Once implementation got underway, the economic conditions started to change and so too the political climate in the country.  The election of Putin to power in 2000 marked a major transition in the fortunes of the Sakhalin projects.  While ExxonMobil has chosen to focus primarily on the oil segment of the project, Shell had set its eyes on the LNG (Liquefied Natural gas) phase of the project after having successfully commissioned its oil operations soon after the project got underway.  The two companies seemed to have different philosophies with respect to project execution.  ExxonMobil relied on a very long drawn, methodical approach to a project that was much smaller in size compared to Shell’s Sakhalin II ventures. Shell had chosen to rely on the extensive use of contractors to bring its gas reserves to market because it perceived a potential race to get long term contracts locked up with buyers in Japan and Korea, and it appeared that ExxonMobil was eyeing the same prize.  The execution experience of the two companies reflected their own core values and aspirations thus providing numerous insights into the manner in which super majors handle megaproject execution in the face of changing environmental conditions.

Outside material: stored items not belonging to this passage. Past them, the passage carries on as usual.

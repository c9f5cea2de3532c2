//! Frequency bucket index.
//!
//! Organizes every live key into buckets keyed by access frequency, each
//! bucket ordering its keys by recency of touch. Together with the tracked
//! minimum frequency this yields the eviction candidate in O(1): the
//! least-recently-touched key of the lowest-frequency bucket.
//!
//! The `min_frequency` bookkeeping rules are deliberately minimal:
//!
//! - A fresh registration always resets it to 1 (a new key is by definition
//!   at the lowest possible frequency).
//! - A bump or unregistration that vacates the minimum bucket advances it by
//!   one. After an unregistration this can leave the value stale, but that is
//!   harmless: the minimum is only read during eviction, and eviction only
//!   happens immediately after a registration has reset it to 1. No rescan is
//!   ever performed.

extern crate alloc;

use alloc::boxed::Box;
use alloc::collections::BTreeMap;
use core::fmt;

use crate::list::{Node, RecencyList};

/// Buckets of keys grouped by access frequency, each ordered by recency.
pub(crate) struct FrequencyIndex<K> {
    /// Map from frequency to the bucket of keys currently at that frequency.
    /// Empty buckets are removed the moment their last key leaves.
    buckets: BTreeMap<usize, RecencyList<K>>,
    /// The lowest frequency with a non-empty bucket, valid whenever an
    /// eviction can occur (see the module docs for the staleness rule).
    min_frequency: usize,
}

impl<K> FrequencyIndex<K> {
    /// Creates an empty index.
    pub(crate) fn new() -> Self {
        FrequencyIndex {
            buckets: BTreeMap::new(),
            min_frequency: 1,
        }
    }

    /// Places a brand-new key into the frequency-1 bucket at the most-recent
    /// end and returns its node.
    ///
    /// Resets `min_frequency` to 1 unconditionally: a fresh insertion always
    /// becomes an eviction candidate.
    pub(crate) fn register_new(&mut self, key: K) -> *mut Node<K> {
        self.min_frequency = 1;
        self.buckets.entry(1).or_default().push_back(key)
    }

    /// Moves a key's node from the `old_frequency` bucket to the tail of the
    /// `old_frequency + 1` bucket, returning the node's (unchanged) address.
    ///
    /// If the old bucket is vacated it is deleted, and if it was the minimum
    /// bucket the minimum advances to `old_frequency + 1`.
    ///
    /// # Safety
    ///
    /// `node` must be the live node registered for a key currently held in
    /// the `old_frequency` bucket.
    pub(crate) unsafe fn bump(&mut self, node: *mut Node<K>, old_frequency: usize) -> *mut Node<K> {
        let new_frequency = old_frequency + 1;

        let bucket = self
            .buckets
            .get_mut(&old_frequency)
            .expect("frequency bucket missing for live key");
        // SAFETY: caller guarantees node lives in this bucket
        let detached = unsafe { bucket.remove(node) }.expect("node missing from its bucket");

        if bucket.is_empty() {
            self.buckets.remove(&old_frequency);
            // The minimum can only rise when its own bucket is vacated
            if old_frequency == self.min_frequency {
                self.min_frequency = new_frequency;
            }
        }

        let ptr = Box::into_raw(detached);
        // SAFETY: ptr was just detached from the old bucket and is unlinked
        unsafe {
            self.buckets
                .entry(new_frequency)
                .or_default()
                .attach_back(ptr);
        }
        ptr
    }

    /// Removes a key's node from its bucket on explicit deletion.
    ///
    /// Applies the same empty-and-was-minimum rule as [`bump`](Self::bump);
    /// the resulting `min_frequency` may be stale, which self-heals before
    /// the next eviction (module docs).
    ///
    /// # Safety
    ///
    /// `node` must be the live node registered for a key currently held in
    /// the `frequency` bucket. The node is freed; the pointer must not be
    /// used afterwards.
    pub(crate) unsafe fn unregister(&mut self, node: *mut Node<K>, frequency: usize) {
        let bucket = self
            .buckets
            .get_mut(&frequency)
            .expect("frequency bucket missing for live key");
        // SAFETY: caller guarantees node lives in this bucket
        let detached = unsafe { bucket.remove(node) }.expect("node missing from its bucket");
        // SAFETY: detached nodes always hold an initialized key
        drop(unsafe { detached.into_value() });

        if bucket.is_empty() {
            self.buckets.remove(&frequency);
            if frequency == self.min_frequency {
                self.min_frequency = frequency + 1;
            }
        }
    }

    /// Removes and returns the eviction candidate: the least-recently-touched
    /// key of the minimum-frequency bucket.
    ///
    /// `min_frequency` is left as-is; the next registration resets it before
    /// any further eviction can read it.
    ///
    /// # Panics
    ///
    /// Panics if the index is empty. Calling this without a live entry is an
    /// invariant violation in the engine, not a recoverable condition.
    pub(crate) fn evict_one(&mut self) -> K {
        let bucket = self
            .buckets
            .get_mut(&self.min_frequency)
            .expect("eviction requested on empty frequency index");
        let node = bucket
            .pop_front()
            .expect("minimum-frequency bucket is empty");
        let is_bucket_empty = bucket.is_empty();
        // SAFETY: pop_front only yields non-sentinel nodes
        let key = unsafe { node.into_value() };

        if is_bucket_empty {
            self.buckets.remove(&self.min_frequency);
        }

        key
    }

    /// Removes and returns the eviction candidate, tolerating a stale
    /// minimum: the minimum is re-anchored on the smallest non-empty bucket
    /// first. `None` if the index is empty.
    ///
    /// This is the entry point for caller-driven candidate removal, which can
    /// run at any time; [`evict_one`](Self::evict_one) serves the overflow
    /// path, where a preceding registration has already reset the minimum.
    pub(crate) fn pop_candidate(&mut self) -> Option<K> {
        self.min_frequency = self.smallest_frequency()?;
        Some(self.evict_one())
    }

    /// Number of distinct frequency levels currently in use.
    pub(crate) fn active_levels(&self) -> usize {
        self.buckets.len()
    }

    /// The highest frequency with a non-empty bucket, if any key is live.
    pub(crate) fn max_frequency(&self) -> Option<usize> {
        self.buckets.keys().next_back().copied()
    }

    /// The lowest frequency with a non-empty bucket, if any key is live.
    ///
    /// Unlike the tracked `min_frequency` this is never stale; it is used for
    /// reporting, not eviction.
    pub(crate) fn smallest_frequency(&self) -> Option<usize> {
        self.buckets.keys().next().copied()
    }

    /// Drops every bucket and resets the minimum.
    pub(crate) fn clear(&mut self) {
        self.buckets.clear();
        self.min_frequency = 1;
    }

    #[cfg(test)]
    pub(crate) fn min_frequency(&self) -> usize {
        self.min_frequency
    }

    /// Asserts the structural invariants: no empty bucket is retained, and
    /// `min_frequency` matches the smallest non-empty bucket when one exists.
    #[cfg(test)]
    pub(crate) fn assert_invariants(&self, min_may_be_stale: bool) {
        for (frequency, bucket) in &self.buckets {
            assert!(!bucket.is_empty(), "empty bucket retained at {frequency}");
        }
        if !min_may_be_stale {
            if let Some(&smallest) = self.buckets.keys().next() {
                assert_eq!(self.min_frequency, smallest, "min_frequency out of sync");
            }
        }
    }
}

impl<K> Default for FrequencyIndex<K> {
    fn default() -> Self {
        FrequencyIndex::new()
    }
}

impl<K> fmt::Debug for FrequencyIndex<K> {
    fn fmt(&self, f: &mut fmt::Formatter<'_>) -> fmt::Result {
        f.debug_struct("FrequencyIndex")
            .field("levels", &self.buckets.len())
            .field("min_frequency", &self.min_frequency)
            .finish()
    }
}

#[cfg(test)]
mod tests {
    use super::*;

    #[test]
    fn test_register_sets_min_to_one() {
        let mut index = FrequencyIndex::new();
        let node = index.register_new("a");
        assert_eq!(index.min_frequency(), 1);
        assert_eq!(index.active_levels(), 1);

        // Push the only key up, then register again: the min must drop back
        unsafe { index.bump(node, 1) };
        assert_eq!(index.min_frequency(), 2);
        index.register_new("b");
        assert_eq!(index.min_frequency(), 1);
        index.assert_invariants(false);
    }

    #[test]
    fn test_bump_moves_between_buckets() {
        let mut index = FrequencyIndex::new();
        let a = index.register_new("a");
        index.register_new("b");

        let a = unsafe { index.bump(a, 1) };
        assert_eq!(index.active_levels(), 2);
        assert_eq!(index.min_frequency(), 1);
        assert_eq!(index.max_frequency(), Some(2));

        let _a = unsafe { index.bump(a, 2) };
        assert_eq!(index.max_frequency(), Some(3));
        index.assert_invariants(false);
    }

    #[test]
    fn test_bump_vacating_min_bucket_advances_min() {
        let mut index = FrequencyIndex::new();
        let a = index.register_new("a");

        let a = unsafe { index.bump(a, 1) };
        assert_eq!(index.min_frequency(), 2);
        let _a = unsafe { index.bump(a, 2) };
        assert_eq!(index.min_frequency(), 3);
        assert_eq!(index.active_levels(), 1);
        index.assert_invariants(false);
    }

    #[test]
    fn test_evict_one_prefers_least_recent_at_min() {
        let mut index = FrequencyIndex::new();
        index.register_new("old");
        index.register_new("new");

        assert_eq!(index.evict_one(), "old");
        assert_eq!(index.evict_one(), "new");
        assert_eq!(index.active_levels(), 0);
    }

    #[test]
    fn test_evict_one_skips_higher_buckets() {
        let mut index = FrequencyIndex::new();
        let hot = index.register_new("hot");
        unsafe { index.bump(hot, 1) };
        index.register_new("cold");

        assert_eq!(index.evict_one(), "cold");
        index.assert_invariants(true);
    }

    #[test]
    #[should_panic(expected = "eviction requested on empty frequency index")]
    fn test_evict_one_on_empty_index_panics() {
        let mut index: FrequencyIndex<&str> = FrequencyIndex::new();
        index.evict_one();
    }

    #[test]
    fn test_unregister_deletes_empty_bucket() {
        let mut index = FrequencyIndex::new();
        let a = index.register_new("a");
        let b = index.register_new("b");
        unsafe { index.unregister(a, 1) };
        assert_eq!(index.active_levels(), 1);
        unsafe { index.unregister(b, 1) };
        assert_eq!(index.active_levels(), 0);
    }

    #[test]
    fn test_stale_min_self_heals_on_next_registration() {
        let mut index = FrequencyIndex::new();
        let hot = index.register_new("hot");
        let hot = unsafe { index.bump(hot, 1) };
        let _hot = unsafe { index.bump(hot, 2) };
        let cold = index.register_new("cold");

        // Deleting the sole minimum-frequency key leaves the min pointing at
        // frequency 2, where no bucket exists
        unsafe { index.unregister(cold, 1) };
        assert_eq!(index.min_frequency(), 2);
        index.assert_invariants(true);

        // The next registration resets the min before any eviction can
        // observe the stale value
        index.register_new("fresh");
        assert_eq!(index.min_frequency(), 1);
        assert_eq!(index.evict_one(), "fresh");
    }

    #[test]
    fn test_clear_resets_state() {
        let mut index = FrequencyIndex::new();
        let a = index.register_new("a");
        unsafe { index.bump(a, 1) };
        index.register_new("b");

        index.clear();
        assert_eq!(index.active_levels(), 0);
        assert_eq!(index.min_frequency(), 1);
        assert_eq!(index.max_frequency(), None);
    }
}
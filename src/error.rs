//! Error types for the cache.
//!
//! There is exactly one recoverable error kind: [`Error::KeyNotFound`],
//! returned by [`get`](crate::LfruCache::get) and
//! [`remove`](crate::LfruCache::remove) when the key is absent. A failed call
//! leaves the cache untouched.
//!
//! Internal invariant violations (such as an eviction requested while the
//! engine holds no entries) are defects, not recoverable errors; they panic
//! instead of returning a misleading result.

use core::fmt;

/// A recoverable cache error.
#[derive(Debug, Clone, Copy, PartialEq, Eq)]
#[non_exhaustive]
pub enum Error {
    /// The requested key is not present in the cache, either because it was
    /// never inserted or because it has been deleted or evicted.
    KeyNotFound,
}

impl fmt::Display for Error {
    fn fmt(&self, f: &mut fmt::Formatter<'_>) -> fmt::Result {
        match self {
            Error::KeyNotFound => f.write_str("key not found in cache"),
        }
    }
}

impl core::error::Error for Error {}

#[cfg(test)]
mod tests {
    extern crate alloc;

    use super::*;
    use alloc::string::ToString;

    #[test]
    fn test_display() {
        assert_eq!(Error::KeyNotFound.to_string(), "key not found in cache");
    }

    #[test]
    fn test_is_error() {
        fn assert_error<E: core::error::Error>(_: E) {}
        assert_error(Error::KeyNotFound);
    }
}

The case study on Shell/Sakhalin covers a wide range of issues that are crucial to success in the industry. On one level, it offers a rich description of the challenges of working in Russia, a location that continues to gain increasing importance within the industry. On another, it illustrates the core value of flawless execution especially in difficult regions of the world that seem to be in frequent political turmoil. It also helps identify a set of do's and don'ts when it comes to identifying partners, managing external relationships with government entities, and the unique management issues that arise in joint ventures.